> **Supplied data**:
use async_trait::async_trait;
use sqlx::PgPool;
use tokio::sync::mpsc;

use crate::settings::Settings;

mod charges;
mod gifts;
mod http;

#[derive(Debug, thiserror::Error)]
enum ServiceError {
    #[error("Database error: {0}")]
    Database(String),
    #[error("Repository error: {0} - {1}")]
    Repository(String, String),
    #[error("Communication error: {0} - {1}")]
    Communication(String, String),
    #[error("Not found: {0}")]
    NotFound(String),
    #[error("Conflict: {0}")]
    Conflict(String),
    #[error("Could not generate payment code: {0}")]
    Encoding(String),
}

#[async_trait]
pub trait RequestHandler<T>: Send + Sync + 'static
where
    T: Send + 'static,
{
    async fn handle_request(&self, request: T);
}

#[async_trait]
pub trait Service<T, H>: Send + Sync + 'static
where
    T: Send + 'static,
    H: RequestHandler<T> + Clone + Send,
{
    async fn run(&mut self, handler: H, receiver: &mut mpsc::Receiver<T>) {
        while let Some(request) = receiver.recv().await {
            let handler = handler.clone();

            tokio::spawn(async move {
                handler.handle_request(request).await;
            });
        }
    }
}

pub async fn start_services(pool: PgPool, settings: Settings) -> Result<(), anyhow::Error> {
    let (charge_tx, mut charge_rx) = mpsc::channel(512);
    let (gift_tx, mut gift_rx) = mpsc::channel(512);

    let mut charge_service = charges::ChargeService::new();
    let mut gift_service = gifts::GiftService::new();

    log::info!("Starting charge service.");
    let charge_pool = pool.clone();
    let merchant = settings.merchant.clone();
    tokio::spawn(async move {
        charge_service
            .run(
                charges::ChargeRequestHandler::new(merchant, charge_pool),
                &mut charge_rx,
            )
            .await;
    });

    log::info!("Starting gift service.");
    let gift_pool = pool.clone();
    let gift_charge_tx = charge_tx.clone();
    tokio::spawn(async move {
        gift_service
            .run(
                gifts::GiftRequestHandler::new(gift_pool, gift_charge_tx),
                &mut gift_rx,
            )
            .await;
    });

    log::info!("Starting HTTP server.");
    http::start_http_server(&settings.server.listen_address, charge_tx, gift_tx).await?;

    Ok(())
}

> **What to produce**:
The output is every entry, printed exactly as it reads.

> **The answer**:
use async_trait::async_trait;
use sqlx::PgPool;
use tokio::sync::mpsc;

use crate::settings::Settings;

mod charges;
mod gifts;
mod http;

#[derive(Debug, thiserror::Error)]
enum ServiceError {
    #[error("Database error: {0}")]
    Database(String),
    #[error("Repository error: {0} - {1}")]
    Repository(String, String),
    #[error("Communication error: {0} - {1}")]
    Communication(String, String),
    #[error("Not found: {0}")]
    NotFound(String),
    #[error("Conflict: {0}")]
    Conflict(String),
    #[error("Could not generate payment code: {0}")]
    Encoding(String),
}

#[async_trait]
pub trait RequestHandler<T>: Send + Sync + 'static
where
    T: Send + 'static,
{
    async fn handle_request(&self, request: T);
}

#[async_trait]
pub trait Service<T, H>: Send + Sync + 'static
where
    T: Send + 'static,
    H: RequestHandler<T> + Clone + Send,
{
    async fn run(&mut self, handler: H, receiver: &mut mpsc::Receiver<T>) {
        while let Some(request) = receiver.recv().await {
            let handler = handler.clone();

            tokio::spawn(async move {
                handler.handle_request(request).await;
            });
        }
    }
}

pub async fn start_services(pool: PgPool, settings: Settings) -> Result<(), anyhow::Error> {
    let (charge_tx, mut charge_rx) = mpsc::channel(512);
    let (gift_tx, mut gift_rx) = mpsc::channel(512);

    let mut charge_service = charges::ChargeService::new();
    let mut gift_service = gifts::GiftService::new();

    log::info!("Starting charge service.");
    let charge_pool = pool.clone();
    let merchant = settings.merchant.clone();
    tokio::spawn(async move {
        charge_service
            .run(
                charges::ChargeRequestHandler::new(merchant, charge_pool),
                &mut charge_rx,
            )
            .await;
    });

    log::info!("Starting gift service.");
    let gift_pool = pool.clone();
    let gift_charge_tx = charge_tx.clone();
    tokio::spawn(async move {
        gift_service
            .run(
                gifts::GiftRequestHandler::new(gift_pool, gift_charge_tx),
                &mut gift_rx,
            )
            .await;
    });

    log::info!("Starting HTTP server.");
    http::start_http_server(&settings.server.listen_address, charge_tx, gift_tx).await?;

    Ok(())
}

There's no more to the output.